Bitcoin-stuned Stablecoins followed (41%), then Dexs (32%) and Real-World assets such as Tokenized Real Estate (29%). These are not speculative side bets are early signs of product market fit, especially for users who want access to liquidity without selling BTC.
But trust problems continue to exist. 36% still keep their bitcoin in cold storage, with reference to a lack of trust in current Defi platforms. Another 25% avoids Bitcoin Defi due to a highly observed risk, while 60% of all respondents marked smart contract -exploits as the best security problem.
“The true potential of Bitcoin is further than a passive value of value,” wrote Arch -CHATO Matt Mudano in the report. “The next limit is to unlock his liquidity.”
Developers are divided between optimism and frustration. 44% said they build on Bitcoin because of unparalleled security and decentralization, while 43% also mentioned limited smart contract functionality as their biggest pain.

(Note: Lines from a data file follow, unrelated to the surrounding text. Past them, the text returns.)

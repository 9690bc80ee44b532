/// The in-memory OPC package that gets serialized by `PackageWriter`.
///
/// OpcPackage holds package-level relationships and every part indexed by its
/// partname. Parts are iterated in partname order so that the written archive
/// is deterministic.
use crate::ooxml::opc::error::{OpcError, Result};
use crate::ooxml::opc::packuri::{PACKAGE_URI, PackURI};
use crate::ooxml::opc::part::Part;
use crate::ooxml::opc::rel::Relationships;
use std::collections::BTreeMap;

/// Upper bound for numbered partnames such as `/ppt/slides/slide%d.xml`.
const MAX_PARTNAME_INDEX: u32 = 10_000;

pub struct OpcPackage {
    /// Package-level relationships (`/_rels/.rels`)
    rels: Relationships,

    /// All parts in the package, indexed by partname
    parts: BTreeMap<String, Box<dyn Part>>,
}

impl OpcPackage {
    /// Create a new empty OPC package.
    pub fn new() -> Self {
        Self {
            rels: Relationships::new(PACKAGE_URI.to_string()),
            parts: BTreeMap::new(),
        }
    }

    /// Add a new part to the package.
    ///
    /// Fails if a part with the same partname already exists.
    pub fn add_part(&mut self, part: Box<dyn Part>) -> Result<()> {
        let partname = part.partname().to_string();
        if self.parts.contains_key(&partname) {
            return Err(OpcError::DuplicatePart(partname));
        }
        self.parts.insert(partname, part);
        Ok(())
    }

    /// Get a part by its partname.
    pub fn get_part(&self, partname: &PackURI) -> Result<&dyn Part> {
        self.parts
            .get(partname.as_str())
            .map(|b| &**b as &dyn Part)
            .ok_or_else(|| OpcError::PartNotFound(partname.to_string()))
    }

    /// Iterate over all parts in partname order.
    pub fn iter_parts(&self) -> impl Iterator<Item = &dyn Part> {
        self.parts.values().map(|b| &**b as &dyn Part)
    }

    /// Get the number of parts in the package.
    pub fn part_count(&self) -> usize {
        self.parts.len()
    }

    /// Get a reference to the package-level relationships.
    pub fn rels(&self) -> &Relationships {
        &self.rels
    }

    /// Relate the package to a part.
    ///
    /// Creates or reuses a relationship from the package to the specified
    /// part and returns its rId.
    pub fn relate_to(&mut self, target: &PackURI, reltype: &str) -> String {
        let target_ref = target.relative_ref(PACKAGE_URI);
        let rel = self.rels.get_or_add(reltype, &target_ref);
        rel.r_id().to_string()
    }

    /// Find the next available partname for a part template.
    ///
    /// The template carries a `%d` placeholder for the number, e.g.
    /// `/ppt/media/image%d.png`. Numbering starts at 1.
    pub fn next_partname(&self, template: &str) -> Result<PackURI> {
        (1..=MAX_PARTNAME_INDEX)
            .map(|n| template.replace("%d", &n.to_string()))
            .find(|candidate| !self.parts.contains_key(candidate))
            .ok_or_else(|| {
                OpcError::InvalidPackUri(format!("no free partname for template {}", template))
            })
            .and_then(|candidate| PackURI::new(candidate).map_err(OpcError::InvalidPackUri))
    }
}

impl Default for OpcPackage {
    fn default() -> Self {
        Self::new()
    }
}

#[cfg(test)]
mod tests {
    use super::*;
    use crate::ooxml::opc::part::{BlobPart, XmlPart};

    fn xml_part(name: &str) -> Box<dyn Part> {
        Box::new(XmlPart::new(PackURI::new(name).unwrap(), "application/xml", "<x/>"))
    }

    #[test]
    fn test_add_and_get_part() {
        let mut pkg = OpcPackage::new();
        pkg.add_part(xml_part("/ppt/presentation.xml")).unwrap();

        let partname = PackURI::new("/ppt/presentation.xml").unwrap();
        assert_eq!(pkg.get_part(&partname).unwrap().blob(), b"<x/>");
        assert!(pkg.get_part(&PackURI::new("/missing.xml").unwrap()).is_err());
    }

    #[test]
    fn test_duplicate_part_rejected() {
        let mut pkg = OpcPackage::new();
        pkg.add_part(xml_part("/ppt/presentation.xml")).unwrap();
        let err = pkg.add_part(xml_part("/ppt/presentation.xml")).unwrap_err();
        assert!(matches!(err, OpcError::DuplicatePart(_)));
    }

    #[test]
    fn test_next_partname() {
        let mut pkg = OpcPackage::new();
        let first = pkg.next_partname("/ppt/media/image%d.png").unwrap();
        assert_eq!(first.as_str(), "/ppt/media/image1.png");

        pkg.add_part(Box::new(BlobPart::new(first, "image/png", vec![1, 2, 3])))
            .unwrap();
        let second = pkg.next_partname("/ppt/media/image%d.png").unwrap();
        assert_eq!(second.as_str(), "/ppt/media/image2.png");
    }

    #[test]
    fn test_parts_iterate_in_partname_order() {
        let mut pkg = OpcPackage::new();
        pkg.add_part(xml_part("/ppt/slides/slide1.xml")).unwrap();
        pkg.add_part(xml_part("/docProps/app.xml")).unwrap();
        pkg.add_part(xml_part("/ppt/presentation.xml")).unwrap();

        let names: Vec<&str> = pkg.iter_parts().map(|p| p.partname().as_str()).collect();
        assert_eq!(
            names,
            vec!["/docProps/app.xml", "/ppt/presentation.xml", "/ppt/slides/slide1.xml"]
        );
    }

    #[test]
    fn test_package_relate_to() {
        let mut pkg = OpcPackage::new();
        let pres = PackURI::new("/ppt/presentation.xml").unwrap();
        assert_eq!(pkg.relate_to(&pres, "office"), "rId1");
        assert_eq!(pkg.rels().get("rId1").unwrap().target_ref(), "ppt/presentation.xml");
    }
}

Tooling, composability and documentation were also mentioned as major obstacles.
As a result, many Bitcoin Defi -builders Multichain are also built on Ethereum at 63%, 47% on Solana and 44% on the base.
Nevertheless, almost half say they are planning to become Bitcoin-Native in the long term as a new infrastructure, such as ARCHVM, a Bitcoin-based virtual machine, indigenous smart contracts promises without the need for bridges, packed assets or assumptions.
What is needed to scale up Bitcoin Defi? Respondents say that a better DEV tool (45%), wider layer 2 -acceptance (43%) and deeper liquidity. Security is non-negotiable, and most developers say they will not build unless onchain assets are fully auditable and bridges are hardened.
Despite the challenges, investors look closely.
“If even a fraction of Bitcoin’s $ 2 trillion market capitalization becomes productive,” said Shahan Khoshafian of DPI Capital, “the advantage is huge.”
For now, Bitcoin Defi where Ethereum was in 2019 – niche, raw and full of potential. However, if these builders have the upper hand, BTC is not kept alone. It will be used.